* _Instructions for the task_: Everything from the first line of the material below through the line containing "use lan_control_input::canonical_key_name;" is to be printed exactly, and nothing more.

* _Input records_:
--- --- ---

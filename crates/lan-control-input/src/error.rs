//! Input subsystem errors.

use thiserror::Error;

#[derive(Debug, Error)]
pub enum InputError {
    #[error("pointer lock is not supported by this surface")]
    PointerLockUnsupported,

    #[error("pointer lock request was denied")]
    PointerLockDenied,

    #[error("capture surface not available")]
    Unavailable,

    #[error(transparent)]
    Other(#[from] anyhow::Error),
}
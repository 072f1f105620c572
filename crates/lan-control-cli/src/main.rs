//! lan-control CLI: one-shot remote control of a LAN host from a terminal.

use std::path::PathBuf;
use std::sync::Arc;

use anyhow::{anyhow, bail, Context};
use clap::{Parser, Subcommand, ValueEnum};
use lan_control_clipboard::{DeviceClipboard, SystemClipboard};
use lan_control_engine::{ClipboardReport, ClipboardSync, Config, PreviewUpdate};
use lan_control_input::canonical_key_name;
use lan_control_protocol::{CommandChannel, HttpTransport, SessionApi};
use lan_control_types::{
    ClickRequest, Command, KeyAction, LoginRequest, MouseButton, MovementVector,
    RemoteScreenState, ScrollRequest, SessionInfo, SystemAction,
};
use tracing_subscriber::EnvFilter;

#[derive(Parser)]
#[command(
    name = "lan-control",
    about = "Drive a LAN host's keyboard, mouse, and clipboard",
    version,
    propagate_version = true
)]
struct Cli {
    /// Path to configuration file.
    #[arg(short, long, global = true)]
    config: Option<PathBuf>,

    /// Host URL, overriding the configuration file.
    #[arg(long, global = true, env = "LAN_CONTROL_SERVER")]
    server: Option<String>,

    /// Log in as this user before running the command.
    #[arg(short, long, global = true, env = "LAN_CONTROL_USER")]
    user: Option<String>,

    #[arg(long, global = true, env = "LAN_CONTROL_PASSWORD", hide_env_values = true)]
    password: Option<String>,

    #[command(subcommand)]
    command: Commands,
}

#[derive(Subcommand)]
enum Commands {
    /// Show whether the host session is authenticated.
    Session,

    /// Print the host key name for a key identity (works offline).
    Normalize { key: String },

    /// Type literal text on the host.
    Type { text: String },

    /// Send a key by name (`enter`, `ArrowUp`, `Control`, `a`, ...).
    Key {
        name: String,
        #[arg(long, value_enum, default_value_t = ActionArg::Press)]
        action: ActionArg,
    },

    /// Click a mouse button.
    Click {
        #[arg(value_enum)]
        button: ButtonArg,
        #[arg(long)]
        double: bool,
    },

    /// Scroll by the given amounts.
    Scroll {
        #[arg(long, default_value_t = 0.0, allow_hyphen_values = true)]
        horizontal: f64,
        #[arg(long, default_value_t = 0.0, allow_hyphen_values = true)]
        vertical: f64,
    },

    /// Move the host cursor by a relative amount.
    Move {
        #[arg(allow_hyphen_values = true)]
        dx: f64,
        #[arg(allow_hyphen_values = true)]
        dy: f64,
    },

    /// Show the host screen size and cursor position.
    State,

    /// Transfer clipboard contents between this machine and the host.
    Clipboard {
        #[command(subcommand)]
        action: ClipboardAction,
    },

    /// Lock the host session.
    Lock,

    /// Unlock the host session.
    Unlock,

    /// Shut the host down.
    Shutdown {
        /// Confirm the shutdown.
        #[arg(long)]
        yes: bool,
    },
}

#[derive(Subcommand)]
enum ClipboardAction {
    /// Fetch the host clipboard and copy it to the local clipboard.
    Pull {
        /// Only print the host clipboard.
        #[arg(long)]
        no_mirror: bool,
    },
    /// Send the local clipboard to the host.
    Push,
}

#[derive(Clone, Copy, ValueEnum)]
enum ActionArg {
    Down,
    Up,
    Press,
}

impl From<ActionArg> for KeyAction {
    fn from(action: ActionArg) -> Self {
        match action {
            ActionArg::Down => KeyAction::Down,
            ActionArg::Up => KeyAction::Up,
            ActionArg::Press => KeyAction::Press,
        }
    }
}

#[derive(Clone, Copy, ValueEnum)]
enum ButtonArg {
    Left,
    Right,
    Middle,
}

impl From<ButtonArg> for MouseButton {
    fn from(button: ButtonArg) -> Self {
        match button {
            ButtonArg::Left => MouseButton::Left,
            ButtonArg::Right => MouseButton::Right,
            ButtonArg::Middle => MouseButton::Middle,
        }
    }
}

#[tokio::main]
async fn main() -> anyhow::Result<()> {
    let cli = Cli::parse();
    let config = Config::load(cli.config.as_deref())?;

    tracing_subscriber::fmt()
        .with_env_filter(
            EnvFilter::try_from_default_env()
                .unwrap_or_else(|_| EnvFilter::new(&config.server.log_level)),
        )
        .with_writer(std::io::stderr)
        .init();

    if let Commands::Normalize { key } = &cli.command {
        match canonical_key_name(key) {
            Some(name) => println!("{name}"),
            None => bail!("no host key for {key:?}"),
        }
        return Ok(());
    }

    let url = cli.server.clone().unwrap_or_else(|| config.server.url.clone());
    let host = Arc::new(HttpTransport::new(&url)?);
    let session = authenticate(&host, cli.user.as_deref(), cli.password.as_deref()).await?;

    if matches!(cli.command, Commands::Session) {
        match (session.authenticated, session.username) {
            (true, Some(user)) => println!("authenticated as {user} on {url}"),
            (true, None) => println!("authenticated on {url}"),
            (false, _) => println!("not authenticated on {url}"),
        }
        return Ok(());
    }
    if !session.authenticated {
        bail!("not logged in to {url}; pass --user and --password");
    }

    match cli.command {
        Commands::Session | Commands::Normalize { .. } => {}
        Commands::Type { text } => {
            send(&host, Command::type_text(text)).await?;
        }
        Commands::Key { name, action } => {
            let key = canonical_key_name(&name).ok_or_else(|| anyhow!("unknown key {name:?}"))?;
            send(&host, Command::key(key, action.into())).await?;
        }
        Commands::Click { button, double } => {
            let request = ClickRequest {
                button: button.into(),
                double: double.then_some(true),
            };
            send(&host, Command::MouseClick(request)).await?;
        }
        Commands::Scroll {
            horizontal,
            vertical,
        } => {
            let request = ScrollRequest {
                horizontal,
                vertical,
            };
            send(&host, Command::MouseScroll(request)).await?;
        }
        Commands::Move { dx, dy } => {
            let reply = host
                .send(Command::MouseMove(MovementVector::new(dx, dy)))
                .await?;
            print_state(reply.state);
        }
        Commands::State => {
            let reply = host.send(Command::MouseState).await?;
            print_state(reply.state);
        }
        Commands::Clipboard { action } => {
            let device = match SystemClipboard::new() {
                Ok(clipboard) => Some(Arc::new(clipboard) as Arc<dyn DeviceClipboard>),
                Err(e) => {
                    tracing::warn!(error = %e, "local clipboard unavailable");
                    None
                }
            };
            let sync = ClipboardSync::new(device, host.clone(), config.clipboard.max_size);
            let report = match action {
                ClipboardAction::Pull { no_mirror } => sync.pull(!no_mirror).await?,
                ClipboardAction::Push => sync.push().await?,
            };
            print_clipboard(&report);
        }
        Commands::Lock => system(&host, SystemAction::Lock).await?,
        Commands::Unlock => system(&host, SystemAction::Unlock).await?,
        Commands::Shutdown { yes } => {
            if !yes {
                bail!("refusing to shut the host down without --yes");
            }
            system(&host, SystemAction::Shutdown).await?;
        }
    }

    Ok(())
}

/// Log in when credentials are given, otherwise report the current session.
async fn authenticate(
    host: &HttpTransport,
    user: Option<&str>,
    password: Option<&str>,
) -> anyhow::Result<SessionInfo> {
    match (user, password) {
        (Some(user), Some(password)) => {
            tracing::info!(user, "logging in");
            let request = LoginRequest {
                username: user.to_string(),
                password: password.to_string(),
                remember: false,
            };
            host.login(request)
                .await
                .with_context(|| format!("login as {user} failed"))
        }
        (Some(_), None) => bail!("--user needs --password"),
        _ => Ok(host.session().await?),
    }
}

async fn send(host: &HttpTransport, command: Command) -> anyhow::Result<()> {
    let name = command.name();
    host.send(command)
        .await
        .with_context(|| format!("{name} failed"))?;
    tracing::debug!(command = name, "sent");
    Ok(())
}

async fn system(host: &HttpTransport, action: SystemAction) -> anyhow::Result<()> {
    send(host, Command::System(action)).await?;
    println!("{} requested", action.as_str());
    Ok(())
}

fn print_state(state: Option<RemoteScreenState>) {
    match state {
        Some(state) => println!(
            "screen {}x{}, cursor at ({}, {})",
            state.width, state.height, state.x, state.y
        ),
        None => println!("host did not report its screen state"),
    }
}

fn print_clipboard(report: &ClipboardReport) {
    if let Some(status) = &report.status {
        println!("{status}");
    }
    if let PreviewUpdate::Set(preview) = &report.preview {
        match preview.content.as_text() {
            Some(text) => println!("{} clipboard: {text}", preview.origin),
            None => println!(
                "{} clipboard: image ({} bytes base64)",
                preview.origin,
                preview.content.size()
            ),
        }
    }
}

--- --- ---

* _Result_:
filename crates/lan-control-input/src/error.rs
//! Input subsystem errors.

use thiserror::Error;

#[derive(Debug, Error)]
pub enum InputError {
    #[error("pointer lock is not supported by this surface")]
    PointerLockUnsupported,

    #[error("pointer lock request was denied")]
    PointerLockDenied,

    #[error("capture surface not available")]
    Unavailable,

    #[error(transparent)]
    Other(#[from] anyhow::Error),
}
repository 072f1f105620c572
filename crates/lan-control-cli/src/main.rs
//! lan-control CLI: one-shot remote control of a LAN host from a terminal.

use std::path::PathBuf;
use std::sync::Arc;

use anyhow::{anyhow, bail, Context};
use clap::{Parser, Subcommand, ValueEnum};
use lan_control_clipboard::{DeviceClipboard, SystemClipboard};
use lan_control_engine::{ClipboardReport, ClipboardSync, Config, PreviewUpdate};
use lan_control_input::canonical_key_name;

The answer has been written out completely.